Graphic paper, still the most vulnerable segment, experienced a sharper decline of 7.2% in 2025. Meanwhile, packaging paper and board (+0.1%), tissue paper (-0.8%), and other paper and board (+0.4%) showed relative stability, though production remains 6.8% below the record levels of 2021.
Comparing Europe with global competitors, overall paper and board production remained almost unchanged worldwide (-0.3%). In contrast, several major producers, including the United States, Japan, Canada, and South Korea, saw larger declines in 2025, ranging from -1.9% to -5.7%. Exceptions included Brazil (+0.1%), a key pulp exporter to Europe, and China (+2.9%), which has been accelerating paper and board production since 2020.
Europe’s trade balance in paper and board, although slightly eroded with a 4.4% decrease compared to 2024, remains strongly positive, a rare position among energy-intensive sectors in Europe. Based on the most recent Eurostat data (11 months), EU paper and board exports fell by 2.2%, while imports rose by 1.4% in 2025, illustrating the EU’s fragile global competitive position.
Despite these challenges, recent Deloitte reports highlight Europe’s unmatched competitiveness in key areas, including biomass flows directed to biomaterials and the circular material use rate, driven largely by the EU’s paper and board sector.
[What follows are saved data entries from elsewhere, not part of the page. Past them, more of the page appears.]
/*
 * SPDX-FileCopyrightText: 2025 Wavelens UG <info@wavelens.io>
 *
 * SPDX-License-Identifier: AGPL-3.0-only
 */

use sea_orm::DbErr;
use std::time::Duration;
use thiserror::Error;

use super::job::QueueError;
use super::lock::LockError;
use super::storage::StorageError;

/// Failure of a single job run. Everything except `Unretryable` is retried
/// until the attempt budget is spent.
#[derive(Debug, Error)]
pub enum JobError {
    #[error("{0}")]
    Unretryable(String),
    #[error(transparent)]
    Retryable(#[from] anyhow::Error),
    #[error("job timed out after {0:?}")]
    Timeout(Duration),
    #[error(transparent)]
    Lock(#[from] LockError),
}

impl JobError {
    pub fn unretryable(message: impl Into<String>) -> Self {
        JobError::Unretryable(message.into())
    }

    pub fn is_retryable(&self) -> bool {
        !matches!(self, JobError::Unretryable(_))
    }
}

impl From<DbErr> for JobError {
    fn from(e: DbErr) -> Self {
        JobError::Retryable(anyhow::Error::new(e).context("Database error"))
    }
}

impl From<StorageError> for JobError {
    fn from(e: StorageError) -> Self {
        match e {
            StorageError::NotFound(_) | StorageError::InvalidKey(_) => {
                JobError::Unretryable(e.to_string())
            }
            StorageError::Io(_) => JobError::Retryable(anyhow::Error::new(e)),
        }
    }
}

impl From<QueueError> for JobError {
    fn from(e: QueueError) -> Self {
        JobError::Retryable(anyhow::Error::new(e))
    }
}
/*
 * SPDX-FileCopyrightText: 2025 Wavelens UG <info@wavelens.io>
 *
 * SPDX-License-Identifier: AGPL-3.0-only
 */

use sea_orm::entity::prelude::*;
use serde::{Deserialize, Serialize};
use uuid::Uuid;

#[derive(Clone, Debug, PartialEq, DeriveEntityModel, Deserialize, Serialize)]
#[sea_orm(table_name = "github_repository")]
pub struct Model {
    #[sea_orm(primary_key, auto_increment = false)]
    pub id: Uuid,
    pub owner: String,
    pub name: String,
    /// Unset while the GitHub App is not installed on the repository.
    pub installation_id: Option<i64>,
}

#[derive(Copy, Clone, Debug, EnumIter, DeriveRelation)]
pub enum Relation {}

impl ActiveModelBehavior for ActiveModel {}
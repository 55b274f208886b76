/*
 * SPDX-FileCopyrightText: 2025 Wavelens UG <info@wavelens.io>
 *
 * SPDX-License-Identifier: AGPL-3.0-only
 */

use argos_core::types::*;
use entity::build_notification::NotificationType;
use entity::job::JobStatus;
use sea_orm::{DatabaseConnection, DbErr};

use super::aggregated::get_commit_builds;
use super::notification::{build_url, load_build_stats};

#[derive(Debug, Clone, PartialEq, Eq)]
pub struct CommentRow {
    pub name: String,
    pub label: &'static str,
    pub details: String,
    pub url: String,
}

pub fn build_label(build: &MBuild, notification_type: Option<NotificationType>) -> &'static str {
    match (build.job_status, notification_type) {
        (JobStatus::Error, _) => "❌ An error happened",
        (JobStatus::Aborted, _) => "🙅 Build aborted",
        (_, None) | (_, Some(NotificationType::Queued)) => "📭 Waiting for screenshots",
        (_, Some(NotificationType::Progress)) => "🚜 Diffing screenshots",
        (_, Some(NotificationType::DiffDetected)) => "🧿 Changes detected",
        (_, Some(NotificationType::NoDiffDetected)) => "✅ No change detected",
        (_, Some(NotificationType::DiffAccepted)) => "👍 Changes approved",
        (_, Some(NotificationType::DiffRejected)) => "👎 Changes rejected",
    }
}

pub fn format_comment(rows: &[CommentRow]) -> String {
    let mut rows = rows.to_vec();
    rows.sort_by(|a, b| a.name.cmp(&b.name));

    let mut body = String::from("**The latest updates on your project.**\n\n");
    body.push_str("| Build name | Status | Details | Inspect |\n");
    body.push_str("| :--- | :--- | :--- | :--- |\n");

    for row in rows {
        body.push_str(&format!(
            "| {} | {} | {} | [Inspect]({}) |\n",
            row.name, row.label, row.details, row.url
        ));
    }

    body
}

/// Markdown summary of every build of the project on a commit.
pub async fn get_comment_body(
    db: &DatabaseConnection,
    serve_url: &str,
    account: &MAccount,
    project: &MProject,
    commit: &str,
) -> Result<String, DbErr> {
    let mut rows = Vec::new();

    for (build, notification) in get_commit_builds(db, project.id, commit).await? {
        let notification_type = notification.map(|notification| notification.notification_type);
        let details = match notification_type {
            None | Some(NotificationType::Queued) | Some(NotificationType::Progress) => {
                String::new()
            }
            Some(_) => load_build_stats(db, build.id).await?.message(),
        };

        rows.push(CommentRow {
            name: build.name.clone(),
            label: build_label(&build, notification_type),
            details,
            url: build_url(serve_url, account, project, &build),
        });
    }

    Ok(format_comment(&rows))
}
Jori Ringman, Cepi Director General, commented: “Insufficient demand remains an important limiting factor to production. A further growth potential exists in replacing fossil-based materials, but here we face an unlevel playing field with fossil-based materials and asymmetric information guiding customer choices. Bio-based circular materials offer advantages in supply chain resilience and European competitiveness. These are reflected in the most recent Cepi statistics and other studies currently available, including Deloitte’s Antwerp Declaration Monitoring Report.”